Stored items ▸

+++

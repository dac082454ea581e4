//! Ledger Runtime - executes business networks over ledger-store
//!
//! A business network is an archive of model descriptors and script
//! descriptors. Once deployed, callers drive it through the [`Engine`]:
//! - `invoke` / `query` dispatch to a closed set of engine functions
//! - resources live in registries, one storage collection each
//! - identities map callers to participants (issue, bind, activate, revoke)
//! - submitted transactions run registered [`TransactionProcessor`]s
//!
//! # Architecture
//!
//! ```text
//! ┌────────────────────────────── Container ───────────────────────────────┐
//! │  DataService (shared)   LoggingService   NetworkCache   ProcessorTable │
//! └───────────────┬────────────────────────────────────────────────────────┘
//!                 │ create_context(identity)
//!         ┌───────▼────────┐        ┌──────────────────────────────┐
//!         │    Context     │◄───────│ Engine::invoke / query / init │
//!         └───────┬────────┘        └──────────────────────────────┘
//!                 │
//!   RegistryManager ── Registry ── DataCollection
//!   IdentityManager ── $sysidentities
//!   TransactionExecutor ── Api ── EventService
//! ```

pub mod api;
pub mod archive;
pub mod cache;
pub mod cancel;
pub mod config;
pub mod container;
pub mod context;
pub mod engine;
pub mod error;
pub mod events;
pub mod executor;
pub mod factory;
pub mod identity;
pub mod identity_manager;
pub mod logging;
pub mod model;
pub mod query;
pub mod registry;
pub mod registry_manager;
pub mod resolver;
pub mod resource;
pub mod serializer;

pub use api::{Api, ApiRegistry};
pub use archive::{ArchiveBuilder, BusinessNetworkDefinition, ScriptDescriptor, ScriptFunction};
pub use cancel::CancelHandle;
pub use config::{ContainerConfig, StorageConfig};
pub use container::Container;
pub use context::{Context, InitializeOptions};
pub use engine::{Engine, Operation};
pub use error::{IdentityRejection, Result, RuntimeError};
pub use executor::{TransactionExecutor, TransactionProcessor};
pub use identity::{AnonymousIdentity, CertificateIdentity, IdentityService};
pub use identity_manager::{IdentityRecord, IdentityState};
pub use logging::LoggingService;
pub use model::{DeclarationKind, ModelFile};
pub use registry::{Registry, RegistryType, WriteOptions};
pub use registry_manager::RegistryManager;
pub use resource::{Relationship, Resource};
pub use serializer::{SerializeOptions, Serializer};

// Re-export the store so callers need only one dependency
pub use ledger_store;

+++

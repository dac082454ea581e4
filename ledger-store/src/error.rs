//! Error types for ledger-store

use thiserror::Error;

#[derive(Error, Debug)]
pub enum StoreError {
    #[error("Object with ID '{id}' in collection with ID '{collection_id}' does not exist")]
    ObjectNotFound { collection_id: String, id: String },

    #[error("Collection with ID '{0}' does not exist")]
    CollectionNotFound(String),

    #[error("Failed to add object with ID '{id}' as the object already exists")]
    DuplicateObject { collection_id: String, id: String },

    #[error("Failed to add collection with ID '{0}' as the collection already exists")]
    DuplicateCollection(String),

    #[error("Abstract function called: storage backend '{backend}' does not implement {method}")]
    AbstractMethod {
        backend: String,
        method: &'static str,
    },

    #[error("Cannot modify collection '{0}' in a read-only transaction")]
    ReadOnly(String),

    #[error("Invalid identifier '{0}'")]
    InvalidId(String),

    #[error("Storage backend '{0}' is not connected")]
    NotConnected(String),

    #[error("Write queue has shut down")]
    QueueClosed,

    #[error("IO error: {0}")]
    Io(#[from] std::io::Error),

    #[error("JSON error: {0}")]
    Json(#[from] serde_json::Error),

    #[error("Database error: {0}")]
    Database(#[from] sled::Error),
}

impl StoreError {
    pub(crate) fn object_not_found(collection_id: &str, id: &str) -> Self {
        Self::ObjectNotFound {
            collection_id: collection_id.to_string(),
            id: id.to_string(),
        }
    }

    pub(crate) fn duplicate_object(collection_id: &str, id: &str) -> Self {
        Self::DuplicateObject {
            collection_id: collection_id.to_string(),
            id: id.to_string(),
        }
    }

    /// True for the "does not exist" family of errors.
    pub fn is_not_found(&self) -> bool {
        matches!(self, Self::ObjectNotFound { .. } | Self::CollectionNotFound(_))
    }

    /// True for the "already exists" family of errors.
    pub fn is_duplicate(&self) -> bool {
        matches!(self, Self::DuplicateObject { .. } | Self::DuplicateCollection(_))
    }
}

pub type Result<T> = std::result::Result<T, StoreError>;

+++

WHAT IS EXPECTED ▸
Please give back, exactly as it stands above, the stretch from the line with "pub fn is_not_found(&self)" through the line with "pub type Result<T>", and no line outside it.

PROBLEM SOLUTION ▸
    pub fn is_not_found(&self) -> bool {
        matches!(self, Self::ObjectNotFound { .. } | Self::CollectionNotFound(_))
    }

    /// True for the "already exists" family of errors.
    pub fn is_duplicate(&self) -> bool {
        matches!(self, Self::DuplicateObject { .. } | Self::DuplicateCollection(_))
    }
}

pub type Result<T> = std::result::Result<T, StoreError>;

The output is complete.